Hervé Probst | Dans notre région et zone d’action (le territoire vosgien) cela ne présente pas de problématiques particulières en termes de ressources (humaines, à savoir scieurs, charpentiers et forestières avec des résineux et feuillus). Nous avons déjà réalisé 4-5 opérations similaires. La principale problématique réside dans le fait de valider avec le bureau de contrôle le classement mécanique des bois car toutes les scieries ne possèdent pas les outils de classification et de normalisation des bois notamment les scieries dont l’activité principale n’est pas la coupe de bois de structure. Dans notre cas nous avons pu affecter un classement structurel (classe mécanique selon la norme française EN 338) à une classe d’aspect (défini par la norme EN 975), les hypothèses de calculs se sont également voulues conservatrices. Cependant cela n’est pas généralisable à toutes les espèces de bois. Il faut donc une étude au cas par cas en fonction de la ressource disponible En conclusion, ce type de processus engendre un travail supplémentaire pour la MOE (accompagnement & visite, calculs et discussion avec le contrôleur) et la MOA (rédaction marché supplémentaire). D’un point de vue économique les solutions en bois local sont généralement isocoût avec les solutions courantes. La mise en œuvre du bois local doit donc faire partie d’une volonté et d’un engagement de la MOA en premier lieu. Pour la MOE il s’agit d’une mission complémentaire qu’il faut appréhender en amont.
Paille
Camille Rognon | Vu du ciel, le territoire se compose d’un camaïeu de verts ; prairies, champs, forêts s’étendent à perte de vue. Si dans ce paysage la paille fait partie intégrante du décor, en grandes quantités, le lien avec la construction n’est pas encore évident pour tout le monde. Pourquoi avoir choisi d’employer ce matériau ici et comment cela a-t-il été accueilli ? Pourquoi avoir attendu ce projet pour construire en paille ?
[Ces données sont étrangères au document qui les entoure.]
//! Runtime configuration for the ring protocol.
//!
//! All tunables are carried in an explicit [DdllConfig] threaded through
//! constructors, so independent nodes (and parallel tests) can run with
//! different settings in one process.

use std::time::Duration;

use crate::consts;

/// Join-retry strategy applied when a `SetR` is answered with `SetRNak`.
#[derive(Copy, Clone, Debug, PartialEq, Eq)]
pub enum SetRNakMode {
    /// Ignore the hint; back off per [RetryMode] and retry the same pair.
    None,
    /// Always retry immediately with the hinted `(pred, succ)` pair.
    Opt1,
    /// Retry with the hint only when the hinted predecessor is the one just
    /// tried (the requester is still adjacent); otherwise give up and let the
    /// caller re-search.
    Opt2,
}

/// Backoff applied before a retry when no usable hint is available.
#[derive(Copy, Clone, Debug, PartialEq, Eq)]
pub enum RetryMode {
    /// Retry immediately.
    Immed,
    /// Wait a constant delay.
    Const,
    /// Wait a random delay, bounding retry storms between racing nodes.
    Random,
}

/// Process-independent configuration of one node / peer.
#[derive(Clone, Debug)]
pub struct DdllConfig {
    /// Capacity of the left-neighbor set.
    pub neighbor_set_size: usize,
    /// Expected upper bound on a request/ack round trip.
    pub ack_timeout_thres: Duration,
    /// Ack timer duration. Should sit slightly above `ack_timeout_thres`.
    pub ack_timeout_timer: Duration,
    /// Liveness probe period. [Duration::ZERO] disables probing.
    pub ping_period: Duration,
    /// Join-retry strategy on `SetRNak`.
    pub setrnak_mode: SetRNakMode,
    /// Backoff mode when retrying without a hint.
    pub retry_mode: RetryMode,
    /// Retry budget for join/leave.
    pub retry_count: usize,
    /// Base delay for retry backoff.
    pub retry_delay: Duration,
    /// Retransmissions before a request is reported timed out.
    pub max_retransmit: usize,
    /// Consecutive timeouts before an endpoint counts as possibly failed.
    pub failure_strikes: u32,
    /// Rounds one repair invocation retries before giving up.
    pub fix_retry_max: usize,
}

impl Default for DdllConfig {
    fn default() -> Self {
        Self {
            neighbor_set_size: consts::DEFAULT_NEIGHBOR_SET_SIZE,
            ack_timeout_thres: Duration::from_millis(consts::DEFAULT_ACK_TIMEOUT_THRES_MS),
            ack_timeout_timer: Duration::from_millis(consts::DEFAULT_ACK_TIMEOUT_TIMER_MS),
            ping_period: Duration::from_millis(consts::DEFAULT_PING_PERIOD_MS),
            setrnak_mode: SetRNakMode::Opt1,
            retry_mode: RetryMode::Random,
            retry_count: consts::NUMBER_OF_DDLL_RETRY,
            retry_delay: Duration::from_millis(consts::DEFAULT_RETRY_DELAY_MS),
            max_retransmit: consts::DEFAULT_MAX_RETRANSMIT,
            failure_strikes: consts::DEFAULT_FAILURE_STRIKES,
            fix_retry_max: consts::DEFAULT_FIX_RETRY_MAX,
        }
    }
}
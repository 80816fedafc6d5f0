//! The main concepts of this mod are:
//!
//! The [TransportInterface](transport::TransportInterface) trait defines how to
//! register listening endpoints and deliver one-way messages to remote
//! endpoints. See the [transport] module.
//!
//! The [TransportCallback](callback::TransportCallback) trait is used to let
//! the upper layer handle the bytes arriving at a listening endpoint. See the
//! [callback] module.

pub mod callback;
pub mod transport;
#![allow(missing_docs)]

pub type Result<T> = std::result::Result<T, Error>;

#[derive(thiserror::Error, Debug)]
pub enum Error {
    #[error("Endpoint {0} is not listening")]
    EndpointNotFound(String),

    #[error("Endpoint {0} is already listening")]
    EndpointAlreadyExists(String),

    #[error("Message to {0} was dropped by fault injection")]
    MessageDropped(String),

    #[error("Callback error: {0}")]
    Callback(String),
}
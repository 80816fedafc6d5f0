//! ddll-core: a self-repairing distributed doubly-linked list.
//! --------------
//! - [DdllStrategy](crate::ring::DdllStrategy) is the per-key ring state
//!   machine: join, leave and link repair via `SetR`/`SetL` exchanges.
//! - [NeighborSet](crate::ring::NeighborSet) keeps a bounded set of further
//!   left neighbors so a node can relink around multi-node failures.
//! - [MessagingFramework](crate::message::MessagingFramework) is the
//!   request/ack/reply ledger: message ids, ack timers, retransmission and
//!   exactly-once response delivery on top of one-way sends.
//! - [RingManager](crate::manager::RingManager) binds one or more keyed
//!   virtual nodes to a physical peer and exposes the RPC surface other
//!   peers consume.
//!
//! # Ring maintenance
//!
//! All members of one list form a ring ordered by [DdllKey](crate::ring::DdllKey).
//! An edge `l -> r` is only ever modified by asking `l` (the left endpoint) to
//! repoint its right pointer with a `SetR` request. `l` accepts iff its
//! current right pointer matches the request, which makes every edge update
//! appear atomic from the perspective of one peer; otherwise it answers
//! `SetRNak` with a hint so the requester can retry without a full re-search.
//! The right-hand side learns about accepted changes through one-way `SetL`
//! pushes guarded by monotonically increasing [LinkSeq](crate::ring::LinkSeq)
//! values: stale or reordered messages compare lower and are dropped.
//!
//! # Failure repair
//!
//! A periodic prober checks each node's left neighbor. When it is suspected
//! dead (timeouts recorded in [StatManager](crate::stats::StatManager)) the
//! node walks its neighbor set, skipping endpoints flagged possibly failed,
//! to find the closest live left node, then relinks with the same `SetR`
//! exchange after bumping its repair generation, which invalidates any
//! in-flight pre-repair traffic.

pub mod config;
pub mod consts;
pub mod error;
pub mod manager;
pub mod message;
pub mod ring;
pub mod stats;
#[cfg(test)]
mod tests;
//! Configuration for the centroid core.
//!
//! Policy
//! - One knob only: where the shoelace sums are anchored. The default is the
//!   first vertex of each ring, which keeps results exact for small shapes far
//!   from the origin (e.g. Web-Mercator meters).

/// Translation origin used before shoelace summation.
#[derive(Clone, Copy, Debug, Default, PartialEq, Eq, Hash)]
pub enum Recenter {
    /// Anchor each ring at its first vertex.
    #[default]
    FirstVertex,
    /// Anchor each ring at the center of its bounding box (one extra pass).
    BoundCenter,
    /// Sum raw coordinates. Loses precision at large offsets.
    Off,
}

/// Centroid core configuration.
#[derive(Clone, Copy, Debug, Default, PartialEq, Eq)]
pub struct CentroidCfg {
    pub recenter: Recenter,
}

impl CentroidCfg {
    #[inline]
    pub fn with_recenter(recenter: Recenter) -> Self {
        Self { recenter }
    }
}
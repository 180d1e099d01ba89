//! Planar geometry value shapes.
//!
//! Purpose
//! - Provide the closed set of 2D geometry variants (`Geometry`) consumed by the
//!   centroid core, plus the small helpers callers need around it: bounding
//!   rectangles (`Bound`, `Bounded`) and affine images (`Aff2`).
//! - Seeded random rings (`rand`) for property tests and benchmarks.
//! - No validation: rings may be open or closed, CW or CCW, self-intersecting.
//!
//! Code cross-refs: `crate::centroid::centroid_area`

mod bound;
pub mod rand;
mod transform;
mod types;

pub use bound::{Bound, Bounded};
pub use transform::Aff2;
pub use types::{
    Collection, Dim, Geometry, LineString, MultiLineString, MultiPoint, MultiPolygon, Point,
    Polygon, Ring,
};
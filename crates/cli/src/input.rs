//! Geometry input: GeoJSON-style JSON and x/y CSV tables.
//!
//! JSON accepts the GeoJSON geometry objects plus two extensions understood by
//! the centroid core: `{"type": "Ring", "coordinates": [...]}` and
//! `{"type": "Bound", "min": [x, y], "max": [x, y]}`. Features and feature
//! collections are unwrapped to their geometries.

use std::path::Path;

use anyhow::{bail, Context, Result};
use nalgebra::Vector2;
use planar::{
    Bound, Collection, Geometry, LineString, MultiLineString, MultiPoint, MultiPolygon, Point,
    Polygon, Ring,
};
use polars::prelude::*;
use serde::Deserialize;

/// `[x, y]` or `[x, y, z, ...]`; extra ordinates are dropped.
#[derive(Clone, Copy, Debug, Deserialize)]
#[serde(try_from = "Vec<f64>")]
pub struct Position(f64, f64);

impl TryFrom<Vec<f64>> for Position {
    type Error = String;
    fn try_from(v: Vec<f64>) -> std::result::Result<Self, Self::Error> {
        match v.as_slice() {
            [x, y, ..] => Ok(Position(*x, *y)),
            _ => Err(format!("position needs at least 2 ordinates, got {}", v.len())),
        }
    }
}

impl From<Position> for Point {
    fn from(p: Position) -> Self {
        Vector2::new(p.0, p.1)
    }
}

#[derive(Debug, Deserialize)]
#[serde(tag = "type")]
pub enum GeometryJson {
    Point {
        coordinates: Position,
    },
    MultiPoint {
        coordinates: Vec<Position>,
    },
    LineString {
        coordinates: Vec<Position>,
    },
    MultiLineString {
        coordinates: Vec<Vec<Position>>,
    },
    Ring {
        coordinates: Vec<Position>,
    },
    Polygon {
        coordinates: Vec<Vec<Position>>,
    },
    MultiPolygon {
        coordinates: Vec<Vec<Vec<Position>>>,
    },
    Bound {
        min: Position,
        max: Position,
    },
    GeometryCollection {
        geometries: Vec<GeometryJson>,
    },
    Feature {
        geometry: Box<GeometryJson>,
    },
    FeatureCollection {
        features: Vec<GeometryJson>,
    },
}

fn points(ps: Vec<Position>) -> Vec<Point> {
    ps.into_iter().map(Point::from).collect()
}

fn polygon(rings: Vec<Vec<Position>>) -> Polygon {
    Polygon(rings.into_iter().map(|r| Ring(points(r))).collect())
}

impl From<GeometryJson> for Geometry {
    fn from(g: GeometryJson) -> Self {
        match g {
            GeometryJson::Point { coordinates } => Geometry::Point(coordinates.into()),
            GeometryJson::MultiPoint { coordinates } => MultiPoint(points(coordinates)).into(),
            GeometryJson::LineString { coordinates } => LineString(points(coordinates)).into(),
            GeometryJson::MultiLineString { coordinates } => MultiLineString(
                coordinates
                    .into_iter()
                    .map(|ls| LineString(points(ls)))
                    .collect(),
            )
            .into(),
            GeometryJson::Ring { coordinates } => Ring(points(coordinates)).into(),
            GeometryJson::Polygon { coordinates } => polygon(coordinates).into(),
            GeometryJson::MultiPolygon { coordinates } => {
                MultiPolygon(coordinates.into_iter().map(polygon).collect()).into()
            }
            GeometryJson::Bound { min, max } => Bound::new(min.into(), max.into()).into(),
            GeometryJson::GeometryCollection { geometries: members }
            | GeometryJson::FeatureCollection { features: members } => {
                Collection(members.into_iter().map(Geometry::from).collect()).into()
            }
            GeometryJson::Feature { geometry } => Geometry::from(*geometry),
        }
    }
}

/// Parse one JSON geometry document.
pub fn parse_json(text: &str) -> Result<Geometry> {
    let g: GeometryJson = serde_json::from_str(text).context("parsing geometry JSON")?;
    Ok(g.into())
}

pub fn read_json(path: &Path) -> Result<Geometry> {
    let text =
        std::fs::read_to_string(path).with_context(|| format!("reading {}", path.display()))?;
    parse_json(&text).with_context(|| format!("in {}", path.display()))
}

/// How a CSV vertex table is interpreted.
#[derive(Clone, Copy, Debug, PartialEq, Eq, clap::ValueEnum)]
pub enum Shape {
    Ring,
    Line,
    Points,
}

/// Read columns `x`, `y` of a CSV file as one vertex sequence.
pub fn read_csv(path: &Path, shape: Shape) -> Result<Geometry> {
    let df = LazyCsvReader::new(path)
        .with_infer_schema_length(Some(100))
        .finish()
        .with_context(|| format!("opening {}", path.display()))?
        .select([
            col("x").cast(DataType::Float64),
            col("y").cast(DataType::Float64),
        ])
        .collect()
        .with_context(|| format!("reading x/y columns of {}", path.display()))?;
    tracing::debug!(rows = df.height(), "csv_loaded");
    let xs = df.column("x")?.f64()?;
    let ys = df.column("y")?.f64()?;
    let mut pts: Vec<Point> = Vec::with_capacity(df.height());
    for (row, (x, y)) in xs.into_iter().zip(ys.into_iter()).enumerate() {
        match (x, y) {
            (Some(x), Some(y)) => pts.push(Vector2::new(x, y)),
            _ => bail!("{}: row {row} has an empty x or y", path.display()),
        }
    }
    Ok(match shape {
        Shape::Ring => Ring(pts).into(),
        Shape::Line => LineString(pts).into(),
        Shape::Points => MultiPoint(pts).into(),
    })
}

#[cfg(test)]
mod tests {
    use super::*;
    use nalgebra::vector;
    use std::fs;
    use tempfile::tempdir;

    #[test]
    fn parses_polygon_with_hole() {
        let g = parse_json(
            r#"{"type": "Polygon", "coordinates": [
                [[0,0],[0,3],[4,3],[4,0],[0,0]],
                [[2,1],[3,1],[3,2],[2,2],[2,1]]
            ]}"#,
        )
        .unwrap();
        match g {
            Geometry::Polygon(p) => {
                assert_eq!(p.0.len(), 2);
                assert_eq!(p.0[1].0[2], vector![3.0, 2.0]);
            }
            other => panic!("expected polygon, got {}", other.kind()),
        }
    }

    #[test]
    fn parses_extensions_and_features() {
        let g = parse_json(
            r#"{"type": "FeatureCollection", "features": [
                {"type": "Feature", "properties": {"name": "a"},
                 "geometry": {"type": "Point", "coordinates": [1, 2, 30]}},
                {"type": "Feature", "properties": null,
                 "geometry": {"type": "Bound", "min": [0, 2], "max": [1, 3]}}
            ]}"#,
        )
        .unwrap();
        let Geometry::Collection(c) = g else {
            panic!("expected collection");
        };
        assert_eq!(c.0[0], Geometry::Point(vector![1.0, 2.0]));
        assert_eq!(
            c.0[1],
            Geometry::Bound(Bound::new(vector![0.0, 2.0], vector![1.0, 3.0]))
        );
    }

    #[test]
    fn rejects_short_positions_and_unknown_types() {
        assert!(parse_json(r#"{"type": "Point", "coordinates": [1]}"#).is_err());
        assert!(parse_json(r#"{"type": "Circle", "radius": 1}"#).is_err());
    }

    #[test]
    fn csv_as_ring() {
        let dir = tempdir().unwrap();
        let path = dir.path().join("ring.csv");
        fs::write(&path, "x,y\n0,0\n1,0\n1,1\n0,1\n").unwrap();
        match read_csv(&path, Shape::Ring).unwrap() {
            Geometry::Ring(r) => assert_eq!(r.0.len(), 4),
            other => panic!("expected ring, got {}", other.kind()),
        }
        match read_csv(&path, Shape::Points).unwrap() {
            Geometry::MultiPoint(mp) => assert_eq!(mp.0[2], vector![1.0, 1.0]),
            other => panic!("expected multipoint, got {}", other.kind()),
        }
    }

    #[test]
    fn csv_missing_column_is_an_error() {
        let dir = tempdir().unwrap();
        let path = dir.path().join("bad.csv");
        fs::write(&path, "lon,lat\n0,0\n").unwrap();
        assert!(read_csv(&path, Shape::Line).is_err());
    }
}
Marc-Olivier Luron | La première rencontre de l’agence avec la construction paille remonte à 2007, par une visite de fin de chantier de la Damassine (Maison des vergers, du paysage et de l’énergie) à Vandoncourt (25). Les architectes de l’agence HAHA (Saint Nabord) concrétisaient avec ce programme le premier ERP français isolé en paille. Nous y découvrions un chantier magnifique, avec la mise en œuvre de paille issue d’un rayon très proche, la recherche de la botteleuse appropriée, l’adaptation du dessin de la structure aux dimensions de la botte, le stockage de la paille sous un chapiteau monté sur site, le jonglage avec le calendrier de moisson et le planning de chantier… Relevant presque de l’épopée, elle précédait la publication des Règles Professionnelles de la Construction Paille rédigées par le Réseau français de la construction paille (RFCP) en 2012.
Quinze ans plus tard, notre équipe a conçu et réalisé plusieurs bâtiments bois (structure bois, MOB, FOB, etc.), qui nous ont rendus familiers de la préfabrication en atelier du traditionnel MOB et du complexe panneau contreventement / isolant / pare-pluie. Après plusieurs occasions avortées (concours perdus), le projet de Mandres-sur-Vair présente un contexte favorable pour réaliser le premier bâtiment à isolation paille de l’agence. Pourquoi ? Parce que maintenant, c’est relativement facile. Le cadre technique et réglementaire existe depuis la publication des Règles professionnelles de la construction paille (2012). L’agence a réalisé la formation « Pro-Paille » et connaît les points-clés d’une conception et d’un chantier en paille. Il existe aujourd’hui une filière structurée : accès à l’expertise technique (RFCP), BET, entreprises du bâtiment, fournisseurs (Univert’foin). Certains Contrôleurs Techniques sont également pro-actifs et engagés (BTP Consultants sur ce chantier)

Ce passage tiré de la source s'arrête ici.